● **What to work on**
State how many lines in the following entries contain the word "PlayerController". No other output.

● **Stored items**
#####

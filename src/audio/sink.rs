//! `rodio`-backed sinks.
//!
//! The factory owns the output stream for the whole session; every track
//! gets its own `rodio::Sink` on that stream's mixer.

use std::io::Cursor;
use std::sync::mpsc::{Receiver, TryRecvError};
use std::time::Duration;

use reqwest::blocking::Client;
use rodio::{Decoder, OutputStream, OutputStreamBuilder, Sink, Source};
use tracing::{debug, warn};

use super::fetch::{LoadResult, media_client, spawn_loader};
use super::types::{AudioSink, SinkError, SinkEvent, SinkFactory};

pub struct RodioSinkFactory {
    stream: OutputStream,
    http: Client,
}

impl RodioSinkFactory {
    /// Open the default output device. `fetch_timeout` bounds each media download.
    pub fn new(fetch_timeout: Option<Duration>) -> Result<Self, SinkError> {
        let mut stream = OutputStreamBuilder::open_default_stream()
            .map_err(|e| SinkError::NoOutputDevice(e.to_string()))?;
        // rodio logs to stderr when OutputStream is dropped. That's useful in debugging,
        // but noisy for a TUI app.
        stream.log_on_drop(false);

        let http = media_client(fetch_timeout)?;

        Ok(Self { stream, http })
    }
}

impl SinkFactory for RodioSinkFactory {
    type Sink = RodioSink;

    fn open(&mut self, url: &str, volume: f32) -> Result<RodioSink, SinkError> {
        debug!(url, "opening sink");
        let sink = Sink::connect_new(self.stream.mixer());
        let loader = spawn_loader(self.http.clone(), url.to_string());
        Ok(RodioSink::new(sink, loader, volume))
    }
}

/// A sink for one track. Media arrives from a loader thread and is decoded
/// on the first `poll_events` after it lands.
pub struct RodioSink {
    sink: Sink,
    loader: Option<Receiver<LoadResult>>,
    loaded: bool,
    playing: bool,
    pending_seek: Option<Duration>,
    last_pos: Duration,
    ended: bool,
}

impl RodioSink {
    pub(super) fn new(sink: Sink, loader: Receiver<LoadResult>, volume: f32) -> Self {
        sink.pause();
        sink.set_volume(volume);
        Self {
            sink,
            loader: Some(loader),
            loaded: false,
            playing: false,
            pending_seek: None,
            last_pos: Duration::ZERO,
            ended: false,
        }
    }

    fn finish_loading(&mut self, events: &mut Vec<SinkEvent>) {
        let Some(rx) = self.loader.as_ref() else {
            return;
        };
        let result = match rx.try_recv() {
            Ok(r) => r,
            Err(TryRecvError::Empty) => return,
            Err(TryRecvError::Disconnected) => {
                Err(SinkError::Fetch("media loader exited".to_string()))
            }
        };
        self.loader = None;

        match result.and_then(decode) {
            Ok(source) => {
                let total = source.total_duration();
                self.sink.append(source);
                self.loaded = true;
                if let Some(pos) = self.pending_seek.take() {
                    if let Err(e) = self.seek(pos) {
                        warn!(error = %e, "deferred seek failed");
                    }
                }
                if self.playing {
                    self.sink.play();
                }
                events.push(SinkEvent::LoadedMetadata(total));
            }
            Err(e) => events.push(SinkEvent::Error(e)),
        }
    }
}

fn decode(bytes: Vec<u8>) -> Result<Decoder<Cursor<Vec<u8>>>, SinkError> {
    Decoder::new(Cursor::new(bytes)).map_err(|e| SinkError::Decode(e.to_string()))
}

impl AudioSink for RodioSink {
    fn play(&mut self) {
        self.playing = true;
        if self.loaded {
            self.sink.play();
        }
    }

    fn pause(&mut self) {
        self.playing = false;
        self.sink.pause();
    }

    fn seek(&mut self, position: Duration) -> Result<(), SinkError> {
        if !self.loaded {
            self.pending_seek = Some(position);
            return Ok(());
        }
        self.sink
            .try_seek(position)
            .map_err(|e| SinkError::Seek(e.to_string()))?;
        self.last_pos = position;
        Ok(())
    }

    fn set_volume(&mut self, volume: f32) {
        self.sink.set_volume(volume);
    }

    fn poll_events(&mut self) -> Vec<SinkEvent> {
        let mut events = Vec::new();
        self.finish_loading(&mut events);

        if !self.loaded || !self.playing || self.ended {
            return events;
        }

        if self.sink.empty() {
            self.ended = true;
            events.push(SinkEvent::Ended);
            return events;
        }

        let pos = self.sink.get_pos();
        if pos != self.last_pos {
            self.last_pos = pos;
            events.push(SinkEvent::TimeUpdate(pos));
        }
        events
    }
}
use crate::config;

/// Load settings, falling back to defaults when the file is unreadable or
/// invalid. The second value carries the reason for a fallback so it can be
/// logged once logging is up.
pub fn load_settings() -> (config::Settings, Option<String>) {
    match config::Settings::load() {
        Ok(s) => match s.validate() {
            Ok(()) => (s, None),
            Err(msg) => (
                config::Settings::default(),
                Some(format!("invalid config, using defaults: {msg}")),
            ),
        },
        // Config is optional; failures should not prevent the app from starting.
        Err(e) => (
            config::Settings::default(),
            Some(format!("failed to load config, using defaults: {e}")),
        ),
    }
}
use std::env;
use std::path::PathBuf;
use std::process::Command;
use std::sync::{Arc, mpsc};

use anyhow::Context;
use crossterm::execute;
use crossterm::terminal::{EnterAlternateScreen, LeaveAlternateScreen, disable_raw_mode, enable_raw_mode};
use ratatui::{Terminal, backend::CrosstermBackend};
use tracing::{info, warn};

use crate::app::App;
use crate::audio::RodioSinkFactory;
use crate::backend::BackendClient;
use crate::config;
use crate::mpris::ControlCmd;
use crate::player::PlayerController;
use crate::session::SessionProvider;
use crate::shell;

mod event_loop;
mod logging;
mod mpris_sync;
mod settings;
mod startup;

use event_loop::Exit;

/// Load settings and start logging; shared by every entry point.
pub fn bootstrap() -> config::Settings {
    let (settings, fallback) = settings::load_settings();
    // Logging is best effort; the player works without it.
    match logging::init(&settings.logging) {
        Ok(path) => info!(log = ?path, version = env!("CARGO_PKG_VERSION"), "melodex starting"),
        Err(e) => eprintln!("melodex: logging disabled: {e:#}"),
    }
    if let Some(msg) = fallback {
        warn!("{msg}");
    }
    settings
}

pub fn run(settings: config::Settings) -> anyhow::Result<()> {
    let backend = Arc::new(BackendClient::new(&settings.backend).context("backend settings")?);
    let mut session = SessionProvider::new(backend.on_auth_state_change(), backend.current_session());
    let identities = session.subscribe();

    let mut app = App::default();
    startup::sign_in(&backend, &settings, &mut app);
    startup::load_releases(&backend, &mut app);

    let factory = RodioSinkFactory::new(settings.audio.fetch_timeout()).context("opening audio output")?;
    let mut player = PlayerController::new(factory, backend.clone(), settings.audio.initial_volume);

    let (bridge, host) = shell::bridge();
    let staged_updates = settings.update.manifest_url.clone().map(|url| {
        let dir = settings
            .update
            .staging_dir
            .clone()
            .or_else(|| config::default_state_dir().map(|d| d.join("updates")))
            .unwrap_or_else(|| env::temp_dir().join("melodex-updates"));
        shell::spawn_update_check(url, dir, host.notifier())
    });

    let (control_tx, control_rx) = mpsc::channel::<ControlCmd>();
    let mpris = crate::mpris::spawn_mpris(control_tx);

    enable_raw_mode()?;
    let mut stdout = std::io::stdout();
    execute!(stdout, EnterAlternateScreen)?;
    let term_backend = CrosstermBackend::new(stdout);
    let mut terminal = Terminal::new(term_backend)?;

    let run_result = {
        let mut svc = event_loop::Services {
            settings: &settings,
            backend: &backend,
            session: &mut session,
            identities: &identities,
            bridge: &bridge,
            host: &host,
            staged_updates: staged_updates.as_ref(),
            mpris: &mpris,
            control_rx: &control_rx,
        };
        let mut state = event_loop::EventLoopState::default();
        event_loop::run(&mut terminal, &mut svc, &mut app, &mut player, &mut state)
    };

    disable_raw_mode()?;
    execute!(terminal.backend_mut(), LeaveAlternateScreen)?;
    terminal.show_cursor()?;

    // Stop audio before a relaunch so two instances never play at once.
    drop(player);

    // Sessions are not persisted, so revoke the token on the way out.
    if backend.current_session().is_some() {
        if let Err(e) = backend.sign_out() {
            warn!(error = %e, "sign-out failed");
        }
    }

    match run_result? {
        Exit::Quit => {
            info!("bye");
            Ok(())
        }
        Exit::Restart(staged) => relaunch(staged),
    }
}

/// Start a fresh process: the staged update if there is one, else ourselves.
fn relaunch(staged: Option<PathBuf>) -> anyhow::Result<()> {
    let exe = match staged {
        Some(p) => p,
        None => env::current_exe().context("locating current executable")?,
    };
    info!(exe = %exe.display(), "restarting");
    Command::new(&exe)
        .args(env::args_os().skip(1))
        .spawn()
        .with_context(|| format!("launching {}", exe.display()))?;
    Ok(())
}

#####

● **Your response**
2